DATA Start Marker

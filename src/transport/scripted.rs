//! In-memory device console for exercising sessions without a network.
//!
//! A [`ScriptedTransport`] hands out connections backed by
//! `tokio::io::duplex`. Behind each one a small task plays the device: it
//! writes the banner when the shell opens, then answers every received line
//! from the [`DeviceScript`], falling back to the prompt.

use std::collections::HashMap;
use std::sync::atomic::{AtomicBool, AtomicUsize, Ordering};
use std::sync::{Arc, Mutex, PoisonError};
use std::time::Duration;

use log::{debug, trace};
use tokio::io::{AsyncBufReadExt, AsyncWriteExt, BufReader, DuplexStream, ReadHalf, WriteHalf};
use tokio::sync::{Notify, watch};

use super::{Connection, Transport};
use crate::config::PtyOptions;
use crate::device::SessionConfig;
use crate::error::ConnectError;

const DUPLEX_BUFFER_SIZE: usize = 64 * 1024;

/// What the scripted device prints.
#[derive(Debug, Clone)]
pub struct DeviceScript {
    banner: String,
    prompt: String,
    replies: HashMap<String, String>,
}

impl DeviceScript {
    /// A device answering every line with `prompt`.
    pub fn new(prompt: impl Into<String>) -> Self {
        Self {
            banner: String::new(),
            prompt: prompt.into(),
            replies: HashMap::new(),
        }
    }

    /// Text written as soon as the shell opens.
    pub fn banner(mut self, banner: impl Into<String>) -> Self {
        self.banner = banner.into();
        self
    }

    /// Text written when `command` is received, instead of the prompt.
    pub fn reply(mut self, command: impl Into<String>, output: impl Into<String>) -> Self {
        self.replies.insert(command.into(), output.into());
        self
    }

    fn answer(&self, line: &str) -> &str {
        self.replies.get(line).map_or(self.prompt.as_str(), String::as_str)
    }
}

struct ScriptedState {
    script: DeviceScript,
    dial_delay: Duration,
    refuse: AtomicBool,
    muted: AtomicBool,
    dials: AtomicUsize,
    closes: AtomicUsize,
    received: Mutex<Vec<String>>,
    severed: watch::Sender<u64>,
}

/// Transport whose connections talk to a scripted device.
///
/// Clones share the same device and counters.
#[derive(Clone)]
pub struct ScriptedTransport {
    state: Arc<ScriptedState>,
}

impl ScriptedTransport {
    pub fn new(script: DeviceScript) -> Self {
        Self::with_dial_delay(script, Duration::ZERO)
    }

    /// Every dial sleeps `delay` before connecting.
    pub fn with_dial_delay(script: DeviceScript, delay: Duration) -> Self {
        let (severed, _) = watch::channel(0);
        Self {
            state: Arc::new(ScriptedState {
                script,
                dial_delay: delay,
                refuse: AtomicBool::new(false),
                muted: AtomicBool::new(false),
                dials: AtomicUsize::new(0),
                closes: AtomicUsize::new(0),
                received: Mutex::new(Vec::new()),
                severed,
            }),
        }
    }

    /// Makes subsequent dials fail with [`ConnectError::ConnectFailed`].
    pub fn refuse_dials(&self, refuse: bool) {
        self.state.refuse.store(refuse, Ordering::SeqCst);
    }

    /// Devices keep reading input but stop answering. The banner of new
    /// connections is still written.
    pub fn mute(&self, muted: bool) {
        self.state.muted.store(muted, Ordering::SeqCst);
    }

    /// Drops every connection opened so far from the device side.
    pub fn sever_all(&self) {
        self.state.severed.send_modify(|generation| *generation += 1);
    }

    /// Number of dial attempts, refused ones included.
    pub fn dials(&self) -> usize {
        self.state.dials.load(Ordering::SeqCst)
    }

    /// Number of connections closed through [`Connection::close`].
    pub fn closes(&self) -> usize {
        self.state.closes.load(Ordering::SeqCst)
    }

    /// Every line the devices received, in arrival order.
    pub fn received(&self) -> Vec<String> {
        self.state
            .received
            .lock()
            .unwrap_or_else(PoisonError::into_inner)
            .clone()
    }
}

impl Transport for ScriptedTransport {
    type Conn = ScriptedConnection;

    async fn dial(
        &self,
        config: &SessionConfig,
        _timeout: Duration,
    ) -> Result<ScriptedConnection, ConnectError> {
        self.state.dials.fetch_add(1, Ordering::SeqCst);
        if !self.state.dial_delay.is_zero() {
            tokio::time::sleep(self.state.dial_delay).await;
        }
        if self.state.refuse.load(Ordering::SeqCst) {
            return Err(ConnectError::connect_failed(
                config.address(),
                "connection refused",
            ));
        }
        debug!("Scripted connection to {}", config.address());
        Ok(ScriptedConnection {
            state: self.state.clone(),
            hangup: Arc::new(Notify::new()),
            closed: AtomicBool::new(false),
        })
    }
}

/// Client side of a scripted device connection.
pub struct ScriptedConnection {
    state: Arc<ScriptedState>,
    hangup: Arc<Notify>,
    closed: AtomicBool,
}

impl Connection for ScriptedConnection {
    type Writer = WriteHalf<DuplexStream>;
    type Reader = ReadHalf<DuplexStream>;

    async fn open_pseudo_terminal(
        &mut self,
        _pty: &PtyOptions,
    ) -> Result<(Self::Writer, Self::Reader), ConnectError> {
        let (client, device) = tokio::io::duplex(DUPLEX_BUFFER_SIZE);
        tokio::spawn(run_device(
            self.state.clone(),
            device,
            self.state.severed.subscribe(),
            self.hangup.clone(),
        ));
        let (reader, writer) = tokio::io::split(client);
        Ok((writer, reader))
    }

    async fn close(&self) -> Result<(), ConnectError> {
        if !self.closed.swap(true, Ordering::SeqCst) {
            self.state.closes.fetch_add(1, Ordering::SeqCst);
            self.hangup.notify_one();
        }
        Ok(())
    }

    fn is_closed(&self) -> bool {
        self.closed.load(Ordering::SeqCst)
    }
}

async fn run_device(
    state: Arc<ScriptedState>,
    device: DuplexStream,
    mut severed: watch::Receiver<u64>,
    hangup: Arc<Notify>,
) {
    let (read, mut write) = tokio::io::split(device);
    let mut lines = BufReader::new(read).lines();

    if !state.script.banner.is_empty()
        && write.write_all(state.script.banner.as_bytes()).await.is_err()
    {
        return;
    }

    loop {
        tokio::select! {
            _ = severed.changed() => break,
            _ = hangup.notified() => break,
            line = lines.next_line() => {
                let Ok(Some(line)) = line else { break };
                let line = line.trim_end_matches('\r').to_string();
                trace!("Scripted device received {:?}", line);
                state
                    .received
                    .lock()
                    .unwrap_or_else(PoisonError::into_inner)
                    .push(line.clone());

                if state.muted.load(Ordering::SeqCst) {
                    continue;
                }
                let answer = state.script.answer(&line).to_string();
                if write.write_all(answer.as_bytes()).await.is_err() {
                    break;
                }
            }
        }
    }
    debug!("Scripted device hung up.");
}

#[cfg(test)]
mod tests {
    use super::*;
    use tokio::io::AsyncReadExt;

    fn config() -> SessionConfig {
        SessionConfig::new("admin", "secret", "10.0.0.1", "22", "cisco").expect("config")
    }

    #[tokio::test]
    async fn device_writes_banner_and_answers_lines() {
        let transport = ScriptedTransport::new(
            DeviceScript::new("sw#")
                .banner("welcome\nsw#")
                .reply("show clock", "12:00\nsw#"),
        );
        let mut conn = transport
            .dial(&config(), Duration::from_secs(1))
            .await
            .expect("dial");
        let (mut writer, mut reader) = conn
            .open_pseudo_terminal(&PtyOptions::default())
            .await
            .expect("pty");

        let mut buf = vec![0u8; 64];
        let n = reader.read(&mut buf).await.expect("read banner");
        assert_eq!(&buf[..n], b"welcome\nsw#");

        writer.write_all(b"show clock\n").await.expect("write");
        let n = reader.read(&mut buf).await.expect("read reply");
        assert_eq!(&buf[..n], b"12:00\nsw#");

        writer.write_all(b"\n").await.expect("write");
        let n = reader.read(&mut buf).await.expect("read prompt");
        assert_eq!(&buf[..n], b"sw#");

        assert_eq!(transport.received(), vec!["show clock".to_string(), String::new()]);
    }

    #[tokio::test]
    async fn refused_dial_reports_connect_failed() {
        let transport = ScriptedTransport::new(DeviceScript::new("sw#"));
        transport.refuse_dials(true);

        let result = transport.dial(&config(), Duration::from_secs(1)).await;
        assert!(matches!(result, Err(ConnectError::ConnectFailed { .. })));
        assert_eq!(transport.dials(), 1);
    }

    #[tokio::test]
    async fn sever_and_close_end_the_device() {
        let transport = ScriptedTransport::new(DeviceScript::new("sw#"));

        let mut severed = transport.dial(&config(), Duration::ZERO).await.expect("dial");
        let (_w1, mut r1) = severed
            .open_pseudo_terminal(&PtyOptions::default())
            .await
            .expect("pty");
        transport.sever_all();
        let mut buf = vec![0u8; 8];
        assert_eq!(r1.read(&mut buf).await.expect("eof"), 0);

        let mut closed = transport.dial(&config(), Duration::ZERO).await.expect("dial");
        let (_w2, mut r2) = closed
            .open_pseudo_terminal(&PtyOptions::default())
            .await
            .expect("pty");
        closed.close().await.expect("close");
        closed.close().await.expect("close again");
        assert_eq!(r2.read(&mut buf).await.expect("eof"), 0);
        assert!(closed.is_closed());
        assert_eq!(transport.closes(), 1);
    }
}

DATA End Marker

→ REQUIREMENT
Could you copy every line from the records that has "reply" in it?

→ YOUR RESPONSE
    pub fn reply(mut self, command: impl Into<String>, output: impl Into<String>) -> Self {
                .reply("show clock", "12:00\nsw#"),
        let n = reader.read(&mut buf).await.expect("read reply");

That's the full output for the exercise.